Its Clean has a neat administration interface via browser (http://127.0.0.1:2372) and easy to configure filters, Best of its Free has both Windows and Mac versions !!!

k9-startup-page custom-list

I tested the system and its simplicity gave it away lol.., it not that difficult to bypass if you understand how it works ;) To be fair its wasn’t a flaw in the software that let me do this but the operating systems transparency. Anyways set it up with a limited account and should work great!

Great software for parents to keep their children safe!

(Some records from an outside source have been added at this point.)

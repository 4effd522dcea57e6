//! Nexus Core - Hexagonal Architecture Implementation
//!
//! This crate provides the domain and application layers for the Nexus
//! Node.js project generator, following hexagonal (ports and adapters)
//! architecture.
//!
//! ## Architecture Overview
//!
//! ```text
//! ┌─────────────────────────────────────────┐
//! │            nexus-cli (CLI)              │
//! │   flags + provenance, prompts, output   │
//! └──────────────────┬──────────────────────┘
//!                    │ calls
//!                    ▼
//! ┌─────────────────────────────────────────┐
//! │         Application Services            │
//! │  OptionResolver → DirectoryValidator →  │
//! │  GeneratorDispatcher → install          │
//! └──────────────────┬──────────────────────┘
//!                    │ uses
//!                    ▼
//! ┌─────────────────────────────────────────┐
//! │       Application Ports (Traits)        │
//! │  Filesystem, Prompter, Installer,       │
//! │  Progress, ArchitectureStrategy,        │
//! │  FrontendGenerator                      │
//! └──────────────────┬──────────────────────┘
//!                    │ implemented by
//!                    ▼
//! ┌─────────────────────────────────────────┐
//! │     nexus-adapters (Infrastructure)     │
//! │  LocalFilesystem, MVC/Clean/Hexagonal,  │
//! │  React/Vue/Angular, ProcessInstaller    │
//! └─────────────────────────────────────────┘
//!                    │
//!                    ▼
//! ┌─────────────────────────────────────────┐
//! │        Domain Layer (Pure Logic)        │
//! │  ProjectConfig, Manifest + merge,       │
//! │  value objects, flag provenance         │
//! └─────────────────────────────────────────┘
//! ```
//!
//! ## Usage
//!
//! ```rust,ignore
//! use nexus_core::prelude::*;
//!
//! let service = ScaffoldService::new(filesystem, registry, frontends, installer);
//! let report = service.scaffold(ScaffoldRequest {
//!     options: RawOptions {
//!         project_type: Flag::explicit("backend".into()),
//!         ..RawOptions::default()
//!     },
//!     ..ScaffoldRequest::default()
//! })?;
//! ```

pub mod domain;

pub mod application;

pub mod error;

// Public API - what external crates should use
pub mod prelude {
    pub use crate::application::{
        ApplicationError, ArchitectureRegistry, FrontendCatalog, InstallOutcome, RawOptions,
        ResolutionMode, ScaffoldReport, ScaffoldRequest, ScaffoldService,
        ports::{
            ArchitectureStrategy, Choice, Filesystem, FrontendGenerator, InstallOutput,
            PackageInstaller, ProgressHandle, ProgressReporter, Prompter, StrategyDescriptor,
        },
    };
    pub use crate::domain::{
        Architecture, BackendRuntime, CssTool, Database, Flag, FrontendArchitecture,
        FrontendFramework, Manifest, PackageManager, ProjectConfig, ProjectStructure, ProjectType,
        Provenance, RelativePath, RenderContext,
    };
    pub use crate::error::{ErrorCategory, NexusError, NexusResult};
}

// Version info
pub const VERSION: &str = env!("CARGO_PKG_VERSION");
//! Backend architecture strategies.
//!
//! Every strategy emits the same Express skeleton (`src/app.js`,
//! `src/server.js`, README, `.gitignore`) and layers its own folders and base
//! classes on top.

mod clean;
mod hexagonal;
mod mvc;

pub use clean::CleanStrategy;
pub use hexagonal::HexagonalStrategy;
pub use mvc::MvcStrategy;

use serde_json::json;

use nexus_core::{
    domain::{Manifest, ProjectConfig, ProjectStructure, RenderContext},
    error::NexusResult,
};

use super::render_into;

/// Express manifest shared by every backend; `keywords` tag the style.
pub(crate) fn express_manifest(config: &ProjectConfig, keywords: &[&str]) -> Manifest {
    let mut all_keywords = vec!["nodejs", "express"];
    all_keywords.extend_from_slice(keywords);

    Manifest::new(&config.project_name, "1.0.0")
        .with_field("description", config.description.as_str())
        .with_field("main", "src/server.js")
        .with_field("keywords", json!(all_keywords))
        .with_field("author", config.author.as_str())
        .with_field("license", "MIT")
        .with_field("engines", json!({ "node": ">=16.0.0" }))
        .with_script("start", "node src/server.js")
        .with_script("dev", "nodemon src/server.js")
        .with_script("test", "jest")
        .with_dependency("express", "^4.18.2")
        .with_dependency("cors", "^2.8.5")
        .with_dependency("helmet", "^7.1.0")
        .with_dependency("morgan", "^1.10.0")
        .with_dependency("dotenv", "^16.3.1")
        .with_dev_dependency("nodemon", "^3.0.2")
        .with_dev_dependency("jest", "^29.7.0")
}

/// Files every backend gets. `routes_module` is what `app.js` mounts on `/api`.
pub(crate) fn express_skeleton(
    ctx: &RenderContext,
    architecture: &str,
    layout: &str,
    routes_module: &str,
) -> NexusResult<ProjectStructure> {
    let ctx = ctx
        .clone()
        .with_variable("ARCHITECTURE", architecture)
        .with_variable("LAYOUT", layout)
        .with_variable("ROUTES_MODULE", routes_module);

    let mut structure = ProjectStructure::new();
    render_into(&mut structure, &ctx, "README.md", README)?;
    render_into(&mut structure, &ctx, ".gitignore", GITIGNORE)?;
    render_into(&mut structure, &ctx, "src/app.js", APP_JS)?;
    render_into(&mut structure, &ctx, "src/server.js", SERVER_JS)?;
    Ok(structure)
}

const README: &str = r#"# {{PROJECT_NAME}}

{{DESCRIPTION}}

## Architecture

This project follows the **{{ARCHITECTURE}}** style on top of Express.

```
{{LAYOUT}}
```

## Getting started

```bash
{{PACKAGE_MANAGER}} install
cp .env.example .env
{{PACKAGE_MANAGER}} run dev
```

## Author

{{AUTHOR}}

---

Generated with Nexus CLI ({{YEAR}})
"#;

const GITIGNORE: &str = "# Dependencies
node_modules/
npm-debug.log*

# Environment variables
.env

# Logs
logs
*.log

# Coverage directory
coverage/

# IDE
.vscode/
.idea/

# OS
.DS_Store
Thumbs.db
";

const APP_JS: &str = r#"const express = require('express');
const cors = require('cors');
const helmet = require('helmet');
const morgan = require('morgan');
require('dotenv').config();

const routes = require('{{ROUTES_MODULE}}');

class {{PROJECT_NAME_PASCAL}}App {
  constructor() {
    this.app = express();
    this.port = process.env.PORT || 3000;
    this.setupMiddleware();
    this.setupRoutes();
  }

  setupMiddleware() {
    this.app.use(helmet());
    this.app.use(cors());
    this.app.use(morgan('combined'));
    this.app.use(express.json());
    this.app.use(express.urlencoded({ extended: true }));
  }

  setupRoutes() {
    this.app.use('/api', routes);

    this.app.get('/health', (req, res) => {
      res.status(200).json({ status: 'OK', timestamp: new Date().toISOString() });
    });
  }

  start() {
    this.app.listen(this.port, () => {
      console.log(`{{PROJECT_NAME}} listening on port ${this.port}`);
    });
  }
}

module.exports = {{PROJECT_NAME_PASCAL}}App;
"#;

const SERVER_JS: &str = "const {{PROJECT_NAME_PASCAL}}App = require('./app');

const app = new {{PROJECT_NAME_PASCAL}}App();
app.start();
";
//! Application services - orchestrate use cases.
//!
//! Leaf-first: the registry and frontend catalog are lookups, the resolver
//! and directory validator gate the run, the dispatcher fans out to the
//! generators, and `ScaffoldService` strings them together.

pub mod architecture_registry;
pub mod directory_validator;
pub mod dispatcher;
pub mod frontend_catalog;
pub mod option_resolver;
pub mod scaffold_service;

pub use architecture_registry::{ArchitectureRegistry, RegistryEntry};
pub use directory_validator::{CONFIRM_NON_EMPTY_KEY, DirectoryPolicy, DirectoryValidator};
pub use dispatcher::{
    BASE_LAYOUT, DispatchOutcome, EMBEDDED_FRONTEND_DIR, ENV_EXAMPLE_FILE, ENV_FILE,
    GeneratorDispatcher, env_template,
};
pub use frontend_catalog::FrontendCatalog;
pub use option_resolver::{OptionResolver, RawOptions, Resolution, ResolutionMode};
pub use scaffold_service::{InstallOutcome, ScaffoldReport, ScaffoldRequest, ScaffoldService};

Wednesday, February 27, 2008

Must Have Security Solutions (for free)

The Question ! New PC How to Secure ? Here’s the Answer some must have security solutions that don't have any performance drag and memory use even when all of them are running at the same time oh and did i mention they are all free. Remember Security for PC is to give you good computing experience, being paranoid and installing many security solutions just causes system drag doesn't help!

Avira Antivir
Top Rated AntiVirus, over 30 million users, Free for Personal Use.
http://www.free-av.com/

Threat Fire
Fills in the gap where conventional AntiVirus fails! Ideal protection against 0-day attacks
http://www.threatfire.com/

Windows Defender
Kool Antispyware from Microsoft Free (Preinstalled in Vista)
http://www.microsoft.com/athome/security/spyware/software/default.mspx

SpyBot S&D Resident or WinPatrol (AntiSpyware)
Both do little or more the same thing has good features a must have!
http://www.safer-networking.org/en/index.html
http://www.winpatrol.com/

Sunbelt Personal Firewall (Previously known as Kerio Personal Firewall)
Just like Windows Firewall this too doesn't slow your connection or speed but gives more features and options.
http://www.sunbelt-software.com/Home-Home-Office/Sunbelt-Personal-Firewall/

Comodo Memory Firewall
Buffer Overflow Protection for all the programs running on your Memory.
http://www.memoryfirewall.comodo.com/

Sandboxie (Run in a Sandbox) or BufferZone Free Protection (Run in a  Virtualized Environment)
Run Isolated to System, Restrict Access to System Processes and Environment or Run in a virtual Environment good where Sandboxing fails if the application requires System Services or if you think the sandbox is slowing the operations.
http://www.sandboxie.com/
http://www.trustware.com/virtualization/free.html

Happy & Safe Computing..

Thursday, February 21, 2008

Goolag Scanner Released!

Is this Good or Bad ??? much to debate and surprise, think this would be a good thing. Yep! good thing for everyone who own's a website that's pretty much everyone i know, lol.. "how can this be a good thing ?" use this tool to audit your websites and fix stuff before that information is used to bring the site down.

Released by CULT OF THE DEAD COW (cDc), one of the world's largest hacker group, Goolag Scanner is a web auditing tool. Goolag Scanner enables everyone to audit his or her own website via Google. The scanner technology is based on "Google hacking," a form of vulnerability research developed by Johnny I Hack Stuff. You will be surprised what all could be found about a website via google.

Google Hacking Database [ http://johnny.ihackstuff.com/ghdb.php ]

Goolag Scanner [ http://www.goolag.org/download.html ]

This database has long helped Admin's to better secure their websites. similar books from publishers resulted in best sellers, hoping this scanner would run on similar tracks helping even the end user with little knowledge to better manage their websites.

Review: First off an interesting installation voice supported, I scanned a few of  my Websites and found no problems, Yappy!! (All those installations and customizations and tweaks did help lol..) The scanner scans for over a 1400 issues including starting from vulnerabilities, installations to error message listings, be warned if you select to run all the tests at once the extensive use of google can result google detecting your activity as that of a bot, not much of a problem you just need to prove Google that you are not a bot enter a few letters from a pic to unblock and continue but at the end of all this you rest assured that your website is safe from almost 1400+ hacks methods and vulnerabilities. or you know what to fix atleast. funny i expected this tool to have an update feature still in beta may be in future versions.